P.A. Turkey

Turkey loses the best and the brightest, adding to brain drain

The number of students who graduate from Turkey’s leading high schools and prefer universities abroad has been increasing, the weekly Gazete Oksijen reported on Jan. 19.

 

122 of the 124 students who graduated from the German High School, 133 of the 166 students who graduated from the Istanbul Erkek High School, and 74 of the 75 graduates of the Austrian High School chose to study in universities abroad last year.

 

Moreover, 62 percent of Robert College graduates and 35 percent of Galatasaray High School graduates went abroad after graduating. In Galatasaray, this rate was 3.3 percent in 2020.

 

Galatasaray High School Principal Professor Reşat Dabak said, the students who preferred to study abroad “think they will receive a better education, and their desire for freedom is also effective.”

 

As the Turkish government cracks down on dissent, coupled with a deteriorating economy, more and more young people are seeking new lives abroad.
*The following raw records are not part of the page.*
// Server loop module
// Accepts connections until shutdown, then drains the ones still open

use std::future::Future;
use std::sync::atomic::Ordering;
use std::sync::Arc;
use std::time::Duration;

use tokio::net::TcpListener;
use tokio::sync::watch;

use super::connection::accept_connection;
use crate::config::AppState;

const DRAIN_POLL_INTERVAL: Duration = Duration::from_millis(50);

/// Run the accept loop until `shutdown` resolves.
///
/// The listener is closed as soon as shutdown starts; open connections get
/// up to `performance.shutdown_timeout` seconds to finish their requests.
pub async fn start_server_loop<F>(listener: TcpListener, state: Arc<AppState>, shutdown: F)
where
    F: Future<Output = ()>,
{
    let (shutdown_tx, shutdown_rx) = watch::channel(false);
    tokio::pin!(shutdown);

    loop {
        tokio::select! {
            accept_result = listener.accept() => {
                match accept_result {
                    Ok((stream, peer_addr)) => {
                        accept_connection(stream, peer_addr, &state, shutdown_rx.clone());
                    }
                    Err(e) => tracing::error!("Failed to accept connection: {e}"),
                }
            }

            () = &mut shutdown => break,
        }
    }

    drop(listener);
    shutdown_tx.send_replace(true);
    drain_connections(&state).await;
}

/// Wait for the active connection count to reach zero, bounded by the shutdown timeout
async fn drain_connections(state: &AppState) {
    let timeout = Duration::from_secs(state.config.performance.shutdown_timeout);
    let open = state.active_connections.load(Ordering::SeqCst);
    if open == 0 {
        tracing::info!("Server stopped");
        return;
    }

    tracing::info!("Waiting up to {}s for {open} open connection(s)", timeout.as_secs());
    let drained = tokio::time::timeout(timeout, async {
        while state.active_connections.load(Ordering::SeqCst) > 0 {
            tokio::time::sleep(DRAIN_POLL_INTERVAL).await;
        }
    })
    .await;

    if drained.is_ok() {
        tracing::info!("Server stopped");
    } else {
        tracing::warn!(
            remaining = state.active_connections.load(Ordering::SeqCst),
            "Shutdown timeout elapsed, dropping open connections"
        );
    }
}

#[cfg(test)]
mod tests {
    use super::*;
    use crate::catalog::CatalogProxy;
    use crate::config::Config;
    use crate::server::create_reusable_listener;
    use tokio::sync::oneshot;
    use tracing::Dispatch;

    type Running = (std::net::SocketAddr, oneshot::Sender<()>, tokio::task::JoinHandle<()>);

    async fn spawn_server(extra: &str) -> Running {
        spawn_server_for("http://127.0.0.1:9", extra).await
    }

    async fn spawn_server_for(api_url: &str, extra: &str) -> Running {
        let config = Config::from_toml(&format!(
            "[plugin]\napi_url = \"{api_url}\"\n{extra}"
        ))
        .unwrap();
        let client = reqwest::Client::builder().no_proxy().build().unwrap();
        let proxy = CatalogProxy::new(client, config.plugin.api_url.clone(), Dispatch::none());
        let state = Arc::new(AppState::new(config, proxy, Dispatch::none()));

        let listener = create_reusable_listener("127.0.0.1:0".parse().unwrap(), 16).unwrap();
        let addr = listener.local_addr().unwrap();
        let (tx, rx) = oneshot::channel::<()>();
        let handle = tokio::spawn(start_server_loop(listener, state, async {
            let _ = rx.await;
        }));
        (addr, tx, handle)
    }

    #[tokio::test]
    async fn test_serves_health_with_server_header() {
        let (addr, stop, handle) = spawn_server("[http]\nserver_name = \"catalog-test\"\n").await;

        let client = reqwest::Client::builder().no_proxy().build().unwrap();
        let response = client
            .get(format!("http://{addr}/healthz"))
            .send()
            .await
            .unwrap();
        assert_eq!(response.status(), reqwest::StatusCode::OK);
        assert_eq!(response.headers()["server"], "catalog-test");
        assert_eq!(response.text().await.unwrap(), "ok");

        stop.send(()).unwrap();
        tokio::time::timeout(Duration::from_secs(5), handle)
            .await
            .unwrap()
            .unwrap();
    }

    #[tokio::test]
    async fn test_shutdown_stops_accepting() {
        let (addr, stop, handle) = spawn_server("").await;

        stop.send(()).unwrap();
        tokio::time::timeout(Duration::from_secs(5), handle)
            .await
            .unwrap()
            .unwrap();

        assert!(tokio::net::TcpStream::connect(addr).await.is_err());
    }

    #[tokio::test]
    async fn test_max_connections_rejects_extra_clients() {
        let (addr, stop, handle) =
            spawn_server("[performance]\nmax_connections = 1\nshutdown_timeout = 1\n").await;

        // first connection holds the only slot
        let _held = tokio::net::TcpStream::connect(addr).await.unwrap();
        tokio::time::sleep(Duration::from_millis(100)).await;

        let client = reqwest::Client::builder().no_proxy().build().unwrap();
        let result = client.get(format!("http://{addr}/healthz")).send().await;
        assert!(result.is_err());

        stop.send(()).unwrap();
        tokio::time::timeout(Duration::from_secs(5), handle)
            .await
            .unwrap()
            .unwrap();
    }

    /// Catalog stand-in that reads one request and never answers
    ///
    /// Reports when the request arrived and when the proxy closed the socket.
    async fn spawn_silent_catalog() -> (String, oneshot::Receiver<()>, oneshot::Receiver<()>) {
        use tokio::io::AsyncReadExt;

        let listener = tokio::net::TcpListener::bind("127.0.0.1:0").await.unwrap();
        let addr = listener.local_addr().unwrap();
        let (got_tx, got_rx) = oneshot::channel();
        let (closed_tx, closed_rx) = oneshot::channel();
        tokio::spawn(async move {
            let (mut stream, _) = listener.accept().await.unwrap();
            let mut request = Vec::new();
            let mut buf = [0_u8; 1024];
            while !request.windows(4).any(|w| w == b"\r\n\r\n") {
                match stream.read(&mut buf).await {
                    Ok(0) | Err(_) => return,
                    Ok(n) => request.extend_from_slice(&buf[..n]),
                }
            }
            let _ = got_tx.send(());
            while matches!(stream.read(&mut buf).await, Ok(n) if n > 0) {}
            let _ = closed_tx.send(());
        });
        (format!("http://{addr}"), got_rx, closed_rx)
    }

    #[tokio::test]
    async fn test_client_disconnect_cancels_upstream_call() {
        use tokio::io::AsyncWriteExt;

        let (api_url, got_request, upstream_closed) = spawn_silent_catalog().await;
        let (addr, stop, handle) = spawn_server_for(&api_url, "").await;

        let mut client = tokio::net::TcpStream::connect(addr).await.unwrap();
        client
            .write_all(b"GET /catalog/entity-facets?facet=kind HTTP/1.1\r\nHost: proxy\r\n\r\n")
            .await
            .unwrap();
        tokio::time::timeout(Duration::from_secs(5), got_request)
            .await
            .unwrap()
            .unwrap();

        drop(client);
        tokio::time::timeout(Duration::from_secs(5), upstream_closed)
            .await
            .expect("upstream call still open after client disconnect")
            .unwrap();

        stop.send(()).unwrap();
        tokio::time::timeout(Duration::from_secs(5), handle)
            .await
            .unwrap()
            .unwrap();
    }

    #[tokio::test]
    async fn test_keep_alive_disabled_closes_connection() {
        let (addr, stop, handle) = spawn_server("[performance]\nkeep_alive = false\n").await;

        let client = reqwest::Client::builder().no_proxy().build().unwrap();
        let response = client
            .get(format!("http://{addr}/healthz"))
            .send()
            .await
            .unwrap();
        assert_eq!(response.status(), reqwest::StatusCode::OK);
        assert_eq!(response.headers()["connection"], "close");

        stop.send(()).unwrap();
        tokio::time::timeout(Duration::from_secs(5), handle)
            .await
            .unwrap()
            .unwrap();
    }
}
Polls conducted in recent years indicate the Turkish youth are increasingly unhappy to live in the country, saying that they have lost hope in the future of their country.

In recent years, Turkey has been witnessing an increase in its number of emigrants, with migration becoming an exit strategy for the youth from everyday struggles.

 

TurkStat, the government’s statistics bureau, said 139,531 Turkish citizens left the country in 2022, compared to 103,613 in 2021. Those aged 25 to 29 formed the biggest group.

 

The numbers are a significant increase from 77,810 Turks who left in 2020, when the coronavirus pandemic was at its peak.

 

 

Sociologist Besim Dellaloglu attributes some of the exodus of the “uppermost educated layers of society” to a democratic erosion. “I do not have the impression that this migration will be reversed without decreasing polarisation in Turkey,” he said.

 

 

Most likely to leave are medical professionals and IT specialists, Dellaloglu said, but also highly trained individuals from all sectors.

 

A report by the Turkish Informatics Foundation paints a grim picture, revealing that approximately 12,000 highly productive academics have chosen to seek greener pastures abroad, leaving a gaping void in the country’s academic landscape. Further exacerbating the situation, the Turkish government has dismissed over 7,000 academics in the aftermath of the 2016 coup attempt, a move that has drawn widespread criticism for curtailing academic freedom.

 

Sven Koksal:  Consequences for Turkey’s Economy and Society

When a country’s best engineers, doctors, researchers and entrepreneurs leave, they take their skills, ideas and experience with them. This directly depletes the country’s human capital – the knowledge, talents and productivity of its workforce. A smaller pool of qualified talent negatively affects economic growth and innovation.

Educated, high-earning professionals contribute significant tax revenue through income and social security taxes. As these individuals leave Turkey, the government loses out on tax income which could have funded public services and social welfare programs. Less revenues strain government budgets and make generous social policies less feasible.

Brain drain shrinks the workforce talent available to fuel productivity, entrepreneurship, and global competitiveness. Turkish companies struggle to recruit top talent locally so they cannot maximize output or rapidly expand to compete internationally. Turkey’s potential slips away overseas.

Turkey’s ambitious 2023 economic goals depend on evolution from labor-intensive fields like agriculture to high-tech, knowledge-intensive sectors. But reaching the innovation capacity to transform its economy is harder with declining human capital. Turkish startups and R&D lag as creators and thinkers leave rather than bring cutting-edge ideas to Turkish companies.